Is Synaptics’ 26% Drop an Opportunity or a Red Flag?

Wall Street's obsession with short-term earnings guidance has pushed shares of Synaptics (NASDAQ: SYNA) down 26% in the last month to 52-week lows after the company's fourth-quarter results for fiscal 2017 failed to excite investors. The human solutions interface provider met estimates, but investors and analysts took issue with the guidance that was hurt by weak demand in the mobile business.

Savvy investors shouldn't get discouraged by the short-term troubles at Synaptics as the chipmaker is capable of tapping certain secular growth trends. Let's take a look.

TDDI will be a big catalyst

Synaptics believes that touch and display driver integration (TDDI) will be its next big opportunity in the smartphone space as the industry moves toward devices with end-to-end displays. The recent trend has been for smartphone OEMs (original equipment manufacturers) to deploy end-to-end displays to increase screen size without making the device bigger.

The likes of Xiaomi and Samsung have already taken this route, while Apple (NASDAQ: AAPL) could do the same with the next iPhone generation considering recent leaks and rumors. As this design philosophy goes mainstream, smartphone companies will be forced to integrate the fingerprint sensor into the screen itself.

Synaptics doesn't want to miss this gravy train. The company has already designed a workable chip that integrates the fingerprint sensor within the display, which is why it has been tipped to land a spot in the next iPhone. While a win at Apple would definitely be a big deal for the chipmaker, investors shouldn't be fixated on it as there's still a lot of opportunity outside of Cupertino.

TDDI chip demand will hit 100 million units this year, and then keep growing to more than 650 million units by 2022. This is a big opportunity for Synaptics as it is the only one among the three big companies making TDDI chips to have licensed its intellectual property to third-party providers.

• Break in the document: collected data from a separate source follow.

use femtocode::{difference, intersection, union, Endpoint, FemtoResult, Schema};

#[test]
fn union_glues_touching_real_intervals() -> FemtoResult<()> {
    let glued = union(&[
        Schema::real_range(0.0, 5.0)?,
        Schema::real_range(5.0, 10.0)?,
    ])?;
    assert_eq!(glued, Schema::real_range(0.0, 10.0)?);
    Ok(())
}

#[test]
fn union_glues_whole_intervals_across_a_unit_gap() -> FemtoResult<()> {
    let glued = union(&[
        Schema::integer_range(0.0, 5.0)?,
        Schema::integer_range(6.0, 10.0)?,
    ])?;
    assert_eq!(glued, Schema::integer_range(0.0, 10.0)?);
    Ok(())
}

#[test]
fn union_keeps_separated_real_intervals_apart() -> FemtoResult<()> {
    let kept = union(&[
        Schema::real_range(0.0, 1.0)?,
        Schema::real_range(2.0, 3.0)?,
    ])?;
    match kept {
        Schema::Union { possibilities } => assert_eq!(possibilities.len(), 2),
        other => panic!("expected a union, got {}", other.kind()),
    }
    Ok(())
}

#[test]
fn union_merges_transitively_through_a_bridge() -> FemtoResult<()> {
    // neither outer interval touches the other, but the middle one
    // touches both
    let glued = union(&[
        Schema::real_range(0.0, 1.0)?,
        Schema::real_range(4.0, 5.0)?,
        Schema::real_range(1.0, 4.0)?,
    ])?;
    assert_eq!(glued, Schema::real_range(0.0, 5.0)?);
    Ok(())
}

#[test]
fn union_of_both_boolean_singletons_is_the_full_boolean() -> FemtoResult<()> {
    let merged = union(&[Schema::boolean_just(true), Schema::boolean_just(false)])?;
    assert_eq!(merged, Schema::boolean());
    Ok(())
}

#[test]
fn union_absorbs_an_impossible_operand() -> FemtoResult<()> {
    let poisoned = union(&[
        Schema::integer(),
        Schema::impossible_because("something upstream went wrong"),
    ])?;
    assert!(poisoned.is_impossible());
    assert_eq!(poisoned.reason(), Some("something upstream went wrong"));
    Ok(())
}

#[test]
fn union_of_a_whole_interval_inside_a_real_one_collapses() -> FemtoResult<()> {
    let merged = union(&[
        Schema::integer_range(2.0, 4.0)?,
        Schema::real_range(0.0, 10.0)?,
    ])?;
    assert_eq!(merged, Schema::real_range(0.0, 10.0)?);
    Ok(())
}

#[test]
fn intersection_keeps_the_tighter_bounds() -> FemtoResult<()> {
    let overlap = intersection(&[
        Schema::real_range(0.0, 10.0)?,
        Schema::real_range(5.0, 20.0)?,
    ])?;
    assert_eq!(overlap, Schema::real_range(5.0, 10.0)?);
    Ok(())
}

#[test]
fn intersection_with_wholes_rounds_fractional_bounds_inward() -> FemtoResult<()> {
    let overlap = intersection(&[Schema::integer(), Schema::real_range(0.5, 3.5)?])?;
    assert_eq!(overlap, Schema::integer_range(1.0, 3.0)?);
    Ok(())
}

#[test]
fn intersection_of_disjoint_intervals_is_impossible_with_a_reason() -> FemtoResult<()> {
    let overlap = intersection(&[
        Schema::real_range(0.0, 1.0)?,
        Schema::real_range(2.0, 3.0)?,
    ])?;
    assert!(overlap.is_impossible());
    assert!(overlap.reason().is_some());
    Ok(())
}

#[test]
fn intersection_distributes_over_unions() -> FemtoResult<()> {
    let either = union(&[Schema::null(), Schema::real_range(0.0, 10.0)?])?;
    let overlap = intersection(&[either, Schema::real_range(5.0, 20.0)?])?;
    assert_eq!(overlap, Schema::real_range(5.0, 10.0)?);
    Ok(())
}

#[test]
fn intersection_of_open_and_closed_bounds_prefers_open() -> FemtoResult<()> {
    let overlap = intersection(&[
        Schema::number(Endpoint::Open(0.0), Endpoint::Closed(5.0), false)?,
        Schema::number(Endpoint::Closed(0.0), Endpoint::Open(5.0), false)?,
    ])?;
    assert_eq!(
        overlap,
        Schema::number(Endpoint::Open(0.0), Endpoint::Open(5.0), false)?
    );
    Ok(())
}

#[test]
fn difference_carves_an_open_hole_from_the_middle() -> FemtoResult<()> {
    let carved = difference(&Schema::real_range(0.0, 10.0)?, &Schema::real_range(3.0, 5.0)?)?;
    let expected = union(&[
        Schema::number(Endpoint::Closed(0.0), Endpoint::Open(3.0), false)?,
        Schema::number(Endpoint::Open(5.0), Endpoint::Closed(10.0), false)?,
    ])?;
    assert_eq!(carved, expected);
    Ok(())
}

#[test]
fn difference_of_whole_intervals_lands_on_integers() -> FemtoResult<()> {
    let carved = difference(
        &Schema::integer_range(0.0, 10.0)?,
        &Schema::integer_range(3.0, 5.0)?,
    )?;
    let expected = union(&[
        Schema::integer_range(0.0, 2.0)?,
        Schema::integer_range(6.0, 10.0)?,
    ])?;
    assert_eq!(carved, expected);
    Ok(())
}

#[test]
fn difference_leaves_an_untouchable_shape_alone() -> FemtoResult<()> {
    assert_eq!(difference(&Schema::string(), &Schema::real())?, Schema::string());
    assert_eq!(difference(&Schema::null(), &Schema::boolean())?, Schema::null());
    Ok(())
}

#[test]
fn difference_that_removes_everything_is_impossible() -> FemtoResult<()> {
    let nothing = difference(&Schema::real_range(0.0, 5.0)?, &Schema::real_range(0.0, 10.0)?)?;
    assert!(nothing.is_impossible());
    Ok(())
}

#[test]
fn difference_removes_each_union_alternative_in_turn() -> FemtoResult<()> {
    let excluded = union(&[
        Schema::real_range(0.0, 2.0)?,
        Schema::real_range(8.0, 10.0)?,
    ])?;
    let carved = difference(&Schema::real_range(0.0, 10.0)?, &excluded)?;
    assert_eq!(
        carved,
        Schema::number(Endpoint::Open(2.0), Endpoint::Open(8.0), false)?
    );
    Ok(())
}

#[test]
fn difference_does_not_puncture_a_real_interval_with_wholes() -> FemtoResult<()> {
    // removing countably many points from a continuum leaves the
    // continuum, as far as the algebra can tell
    let untouched = difference(
        &Schema::real_range(0.0, 10.0)?,
        &Schema::integer_range(3.0, 5.0)?,
    )?;
    assert_eq!(untouched, Schema::real_range(0.0, 10.0)?);
    Ok(())
}

#[test]
fn difference_from_a_boolean_flips_the_singleton() -> FemtoResult<()> {
    assert_eq!(
        difference(&Schema::boolean(), &Schema::boolean_just(true))?,
        Schema::boolean_just(false)
    );
    assert!(difference(&Schema::boolean(), &Schema::boolean())?.is_impossible());
    Ok(())
}

#[test]
fn containment_follows_the_value_sets() -> FemtoResult<()> {
    assert!(Schema::extended().contains(&Schema::real()));
    assert!(Schema::real().contains(&Schema::integer()));
    assert!(!Schema::integer().contains(&Schema::real()));

    let wide = Schema::real_range(0.0, 10.0)?;
    let narrow = Schema::real_range(2.0, 3.0)?;
    assert!(wide.contains(&narrow));
    assert!(!narrow.contains(&wide));

    let either = union(&[Schema::null(), wide.clone()])?;
    assert!(either.contains(&Schema::null()));
    assert!(either.contains(&narrow));
    assert!(!either.contains(&Schema::string()));
    Ok(())
}

#[test]
fn set_operations_reject_unresolved_aliases() {
    let dangling = Schema::collection_of(Schema::Alias("elsewhere".into()));
    assert!(union(&[dangling.clone()]).is_err());
    assert!(intersection(&[dangling.clone(), Schema::empty()]).is_err());
    assert!(difference(&dangling, &Schema::empty()).is_err());
}
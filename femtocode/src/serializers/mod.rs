//! Wire representations of schemas.

mod json;

pub use json::{from_json, from_json_str, to_json, to_json_string};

Apple is the other company said to be developing such a solution, though it is likely that Cupertino will keep its technology. The third company, Japan Display, could face difficulty in selling its TDDI technology to panel makers. Japan Display makes display panels, so there's a chance that rival panel makers will refrain from using its technology, as pointed out by supply chain portal  EBN.

Synaptics has a head-start in this space since it is already supplying its TDDI chips to key Chinese smartphone OEMs such as Huawei, OPPO, and Xiaomi, while Samsung has been using them in its mid-range smartphones. Such clients should be a big boon for Synaptics in the long run as they come out with more smartphones that require TDDI chips.

Buying its way into fast-growing markets

In June, Synaptics spent big money to buy its way into the consumer Internet of Things (IoT) space by acquiring audio and voice solutions provider Conexant Systems for $343 million, and $95 million to acquire Marvell Technology's multimedia business. The Conexant acquisition, in particular, could be a big deal for Synaptics as the company makes audio and voice solutions for Amazon's (NASDAQ: AMZN) Alexa platform.

Amazon and Conexant had tightened their relationship in May. The audio chip specialist announced a new microphone development chip that will help third-party hardware developers integrate  Alexa into their devices at a low-cost and with a faster time to market. Amazon's Alexa is expected to command 70% of the voice-enabled speaker market this year, according to eMarketer, so Synaptics seems to have picked up the right company to attack this opportunity.

Synaptics believes that its latest acquisitions will add $2.8 billion to its addressable market, which could stand at $10.3 billion by the end of the decade. The company has a lot of room to grow its business as it generated just over $1.7 billion during the recently concluded fiscal year. As such, investors shouldn't get discouraged by just one weak quarter as Synaptics is sitting on big catalysts that could drive it higher in the long run.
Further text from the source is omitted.